小时候,她跟她爸看故事会,前面一段说家长里短,鸡飞狗跳的,倒挺诙谐,后一段却不知道编剧怎么想的,神不知鬼不觉插一段煽情戏。
司徒玥爸爸看得动情,抹着小手绢往旁边一瞅——咦,女儿没了?
回头一看,司徒玥正像只鸵鸟一样拱起屁股,脑袋埋在沙发的抱枕下,嘴里大叫着:“受不了!受不了啦!”
司徒爸后来常说,司徒玥投胎之前应该是根木头,上辈子被泡在水里泡朽了,这辈子变成人,就见不得水了。
不过抛开她爸那段怪力乱神的评论不讲,司徒玥这种怪癖,目前似乎也没有什么科学依据,唯一的解释是司徒玥此人是个麻木不仁的钢铁直女。

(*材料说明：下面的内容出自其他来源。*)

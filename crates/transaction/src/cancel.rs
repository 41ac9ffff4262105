//! Cancellation shared between the job controller and the worker
//!
//! The controller owns an `Arc<CancelBridge>`; the worker registers the
//! engine's interrupt handle with it. A cancel request flips the token and
//! fires the interrupt at most once per transaction.

use std::sync::atomic::{AtomicU64, Ordering};
use std::sync::{Arc, Mutex, MutexGuard, PoisonError};

use pkbridge_errors::TransactionError;

use crate::engine::Interrupt;

/// State of the one in-flight transaction
#[derive(Debug, Clone, Copy, PartialEq, Eq)]
pub struct CancellationToken {
    pub cancelled: bool,
    pub generation: u64,
}

struct Slot {
    token: CancellationToken,
    interrupt: Option<Arc<dyn Interrupt>>,
}

#[derive(Default)]
pub struct CancelBridge {
    slot: Mutex<Option<Slot>>,
    generations: AtomicU64,
}

impl std::fmt::Debug for CancelBridge {
    fn fmt(&self, f: &mut std::fmt::Formatter<'_>) -> std::fmt::Result {
        f.debug_struct("CancelBridge")
            .field("token", &self.token())
            .finish_non_exhaustive()
    }
}

impl CancelBridge {
    #[must_use]
    pub fn new() -> Self {
        Self::default()
    }

    fn lock(&self) -> MutexGuard<'_, Option<Slot>> {
        self.slot.lock().unwrap_or_else(PoisonError::into_inner)
    }

    /// Create the token for a new transaction, replacing a stale one
    pub fn begin_transaction(&self) -> CancellationToken {
        let generation = self.generations.fetch_add(1, Ordering::Relaxed) + 1;
        let token = CancellationToken {
            cancelled: false,
            generation,
        };

        let mut slot = self.lock();
        if let Some(stale) = slot.as_ref() {
            tracing::warn!(
                stale = stale.token.generation,
                generation,
                "cancellation token was not cleared, replacing it"
            );
        }
        *slot = Some(Slot {
            token,
            interrupt: None,
        });
        token
    }

    /// Mark the transaction cancelled.
    ///
    /// Returns `true` when this call did the cancelling; the interrupt hook
    /// only fires then.
    ///
    /// # Errors
    ///
    /// Returns `TransactionError::NoActiveTransaction` when no transaction
    /// is running.
    pub fn request_cancel(&self) -> Result<bool, TransactionError> {
        let hook = {
            let mut slot = self.lock();
            let slot = slot.as_mut().ok_or(TransactionError::NoActiveTransaction)?;
            if slot.token.cancelled {
                return Ok(false);
            }
            slot.token.cancelled = true;
            slot.interrupt.clone()
        };

        if let Some(hook) = hook {
            hook.interrupt();
        }
        Ok(true)
    }

    /// Attach the engine interrupt for the running transaction; fires
    /// immediately if cancellation was already requested.
    ///
    /// # Errors
    ///
    /// Returns `TransactionError::NoActiveTransaction` when no transaction
    /// is running.
    pub fn register_interrupt(&self, hook: Arc<dyn Interrupt>) -> Result<(), TransactionError> {
        let fire = {
            let mut slot = self.lock();
            let slot = slot.as_mut().ok_or(TransactionError::NoActiveTransaction)?;
            slot.interrupt = Some(Arc::clone(&hook));
            slot.token.cancelled
        };

        if fire {
            hook.interrupt();
        }
        Ok(())
    }

    /// # Errors
    ///
    /// Returns `TransactionError::NoActiveTransaction` when no transaction
    /// is running.
    pub fn is_cancelled(&self) -> Result<bool, TransactionError> {
        self.lock()
            .as_ref()
            .map(|slot| slot.token.cancelled)
            .ok_or(TransactionError::NoActiveTransaction)
    }

    /// Drop the token and report whether it had been cancelled
    pub fn finish_transaction(&self) -> bool {
        self.lock().take().is_some_and(|slot| slot.token.cancelled)
    }

    #[must_use]
    pub fn token(&self) -> Option<CancellationToken> {
        self.lock().as_ref().map(|slot| slot.token)
    }
}

#[cfg(test)]
mod tests {
    use super::*;
    use std::sync::atomic::AtomicUsize;

    fn counting_hook() -> (Arc<AtomicUsize>, Arc<dyn Interrupt>) {
        let count = Arc::new(AtomicUsize::new(0));
        let hook_count = Arc::clone(&count);
        let hook: Arc<dyn Interrupt> = Arc::new(move || {
            hook_count.fetch_add(1, Ordering::SeqCst);
        });
        (count, hook)
    }

    #[test]
    fn test_cancel_fires_interrupt_once() {
        let bridge = CancelBridge::new();
        let (count, hook) = counting_hook();

        bridge.begin_transaction();
        bridge.register_interrupt(hook).unwrap();
        assert!(!bridge.is_cancelled().unwrap());

        assert!(bridge.request_cancel().unwrap());
        assert!(!bridge.request_cancel().unwrap());
        assert!(bridge.is_cancelled().unwrap());
        assert_eq!(count.load(Ordering::SeqCst), 1);

        assert!(bridge.finish_transaction());
    }

    #[test]
    fn test_late_registration_fires_immediately() {
        let bridge = CancelBridge::new();
        let (count, hook) = counting_hook();

        bridge.begin_transaction();
        bridge.request_cancel().unwrap();
        bridge.register_interrupt(hook).unwrap();
        assert_eq!(count.load(Ordering::SeqCst), 1);
    }

    #[test]
    fn test_no_token_is_a_usage_error() {
        let bridge = CancelBridge::new();
        assert!(matches!(
            bridge.is_cancelled(),
            Err(TransactionError::NoActiveTransaction)
        ));
        assert!(bridge.request_cancel().is_err());

        bridge.begin_transaction();
        assert!(!bridge.finish_transaction());
        assert!(bridge.is_cancelled().is_err());
        assert!(!bridge.finish_transaction());
    }

    #[test]
    fn test_stale_token_is_replaced() {
        let bridge = CancelBridge::new();
        let first = bridge.begin_transaction();
        bridge.request_cancel().unwrap();

        let second = bridge.begin_transaction();
        assert!(second.generation > first.generation);
        assert!(!bridge.is_cancelled().unwrap());
    }
}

司徒玥站在寒风中思考了三秒,就果断放弃了冒着被马攸察觉的危险回去取外套的这个念头,顶风下了楼。
地上积了一层薄薄的雪花,一走一个脚印。
外面已经没有多少同学,都躲在教室里,天实在是太冷了,司徒玥一鼓作气,决定用最快的速度跑去高三楼,这样就能少受点风。
但她很快就知道了这是一个多么愚蠢的决定。
她才跑出三步远,就在雪地上刺溜一滑,面朝下地摔了个大马趴,好在临危不乱,在磕到脸之前双手在地上撑了一下。